実際のAGVプロジェクトでは、選定プロセスはAGV自重および最大積載量を含む車両総質量から始める必要があります。次のステップは、平均車輪荷重だけに依存するのではなく、最大動的車輪荷重を決定することです。計算では、積載物の重心、サスペンションシステム、加速、制動、および想定される衝撃条件を考慮する必要があります。
次に、転がり抵抗、勾配、加速度、路面摩擦、および運転速度に応じて必要な牽引力を決定できます。必要な牽引力および車輪径に基づいて必要なホイールエンドトルクを計算し、その後、車輪速度およびトルク要件に応じてモーター、ギヤボックス、および減速比を選定できます。
続いて、車輪荷重、ギヤボックストルク、軸受荷重、車軸強度、車輪強度、およびハウジング剛性を含む、ホイールモーターシステムの機械荷重検証を行う必要があります。最後に、車両の走行経路、操縦性、シャーシ構造、および位置決め要件に従って適切な操舵アーキテクチャを選定する必要があります。
最終検証は、通常の直線走行だけに限定すべきではありません。高負荷AGV用ホイールモーターは、全負荷始動、緊急制動、最大勾配、低牽引力路面、旋回、不整な床面、および長時間連続運転の条件下でも評価し、動的条件下で駆動輪システムが安定性および制御性を維持できることを確認する必要があります。

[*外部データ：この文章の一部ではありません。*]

//! ODBC backend
//!
//! Implements [`SessionProvider`] for [`Connection`] on top of `odbc-api`.
//! One ODBC environment is created per process and shared; each session is a
//! separate driver connection that is closed when [`OdbcSession`] is dropped.

use crate::connection::{validate_connection_string, Connection};
use crate::error::{ConnectionError, DbError};
use crate::executor::{Row, SessionProvider, SqlExecutor};
use odbc_api::{ConnectionOptions, Cursor, Environment, IntoParameter, ResultSetMetadata};
use once_cell::sync::OnceCell;

#[cfg(feature = "tracing")]
use crate::tracing_helpers;

static ODBC_ENV: OnceCell<Environment> = OnceCell::new();

fn environment() -> Result<&'static Environment, odbc_api::Error> {
    ODBC_ENV.get_or_try_init(Environment::new)
}

/// Step through every remaining result of a statement
///
/// SQL Server reports errors raised after the first result set or row count
/// only when the client moves on to the next result, so a call has not
/// finished until this returns.
fn drain_results<C, E, F>(first: Option<C>, mut next: F) -> Result<(), E>
where
    F: FnMut(C) -> Result<Option<C>, E>,
{
    let mut current = first;
    while let Some(cursor) = current {
        current = next(cursor)?;
    }
    Ok(())
}

/// A live ODBC session; dropping it closes the driver connection
pub struct OdbcSession {
    conn: odbc_api::Connection<'static>,
}

impl OdbcSession {
    /// Connect using the full connection string of `connection`
    ///
    /// # Errors
    ///
    /// Returns `ConnectionError` if the string is malformed or the driver refuses.
    pub fn connect(connection: &Connection) -> Result<Self, ConnectionError> {
        #[cfg(feature = "tracing")]
        let _span = tracing_helpers::open_session_span(connection.server(), connection.database())
            .entered();

        validate_connection_string(connection.connection_string())?;

        let env = environment()?;
        let conn = env.connect_with_connection_string(
            &connection.full_connection_string(),
            ConnectionOptions::default(),
        )?;
        log::debug!("Opened session to {}", connection);

        Ok(Self { conn })
    }
}

impl SqlExecutor for OdbcSession {
    /// Columns are read row by row in chunks, so `nvarchar(max)` definitions
    /// come back whole instead of being cut at a buffer size.
    fn query_all(&self, query: &str, params: &[&str]) -> Result<Vec<Row>, DbError> {
        #[cfg(feature = "tracing")]
        let _span = tracing_helpers::query_span(query).entered();

        let params: Vec<_> = params.iter().map(|&p| p.into_parameter()).collect();
        let mut rows = Vec::new();

        let Some(mut cursor) = self.conn.execute(query, params.as_slice())? else {
            return Ok(rows);
        };

        let num_cols = u16::try_from(cursor.num_result_cols()?).unwrap_or(0);
        let mut buf = Vec::new();
        while let Some(mut cursor_row) = cursor.next_row()? {
            let mut values = Vec::with_capacity(usize::from(num_cols));
            for col in 1..=num_cols {
                let value = if cursor_row.get_text(col, &mut buf)? {
                    Some(String::from_utf8_lossy(&buf).into_owned())
                } else {
                    None
                };
                values.push(value);
            }
            rows.push(Row::new(values));
        }

        Ok(rows)
    }

    fn execute(&self, statement: &str) -> Result<(), DbError> {
        #[cfg(feature = "tracing")]
        let _span = tracing_helpers::execute_span(statement).entered();

        // Rows are not inspected, but every result is visited for its errors.
        let cursor = self.conn.execute(statement, ())?;
        drain_results(cursor, |current| current.more_results())?;
        Ok(())
    }
}

impl SessionProvider for Connection {
    type Session = OdbcSession;

    fn open_session(&self) -> Result<Self::Session, DbError> {
        Ok(OdbcSession::connect(self)?)
    }
}
//! Span constructors for session and statement work.
//!
//! Built with the `log` bridge enabled, so with no `tracing` subscriber
//! installed the span enter/exit events still reach the `log` logger.

use tracing::{info_span, Span};

/// Statements longer than this are cut in span fields
const MAX_STATEMENT_FIELD: usize = 120;

fn shorten(statement: &str) -> &str {
    match statement.char_indices().nth(MAX_STATEMENT_FIELD) {
        Some((idx, _)) => &statement[..idx],
        None => statement,
    }
}

pub fn open_session_span(server: &str, database: &str) -> Span {
    info_span!("open_session", server = server, database = database)
}

pub fn query_span(query: &str) -> Span {
    info_span!("query", sql = shorten(query.trim()))
}

pub fn execute_span(statement: &str) -> Span {
    info_span!("execute", sql = shorten(statement.trim()))
}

一般的なAGVでは、エンジニアはモーター出力、減速比、および車輪径から検討を始めることがあります。高負荷AGVでは、より完全な設計アプローチとして、車両重量、動的車輪荷重、牽引力、ホイールエンドトルク、ギヤボックス、モーター、操舵、サスペンション、および制御から検討を始めます。
これが、高負荷AGV用ホイールモーターの開発において、モーター出力だけに焦点を当てることができない理由です。駆動輪が長期にわたって信頼性高く運転できるかを決定するのは、機械システムと制御システム全体の相互作用です。
AGVが50トン、80トン、100トン、さらには120トンに達すると、課題は特に重要になります。この時点で、ホイールモーターは単なる推進源ではなく、車両シャーシの重要な荷重支持部品となります。
高負荷AGV用ホイールモーターの選定は、本質的に機械的耐荷重、動力伝達、車両運動、および長期信頼性に関わるシステムエンジニアリングの問題です。
軽負荷AGVでは、モーター出力およびホイールエンドトルクが主要な選定パラメータとなる場合があります。AGVが高負荷および超高負荷の範囲に入ると、エンジニアは単一ユニットの耐荷重、動的車輪荷重、ピークトルク、牽引力、操舵方式、タイヤと路面間の横方向力、垂直調整、および長期信頼性を考慮する必要があります。
120トンAGVの課題は、この点を特に明確に示しています。その駆動輪システムは車両を移動させるだけでなく、巨大な垂直荷重、駆動トルク、衝撃荷重、および横方向力に継続的に耐えなければなりません。
したがって、高負荷AGV用ホイールモーターを選定する際の重要な問題は、単にモーターに十分な出力があるか、あるいはギヤボックスに十分な定格トルクがあるかではありません。より重要なのは、完全な駆動輪モジュールが、AGVの重量、運動特性、シャーシ構造、および実際の運転環境に適切に適合しているかどうかです。
これが高負荷AGV用駆動輪選定の核心です。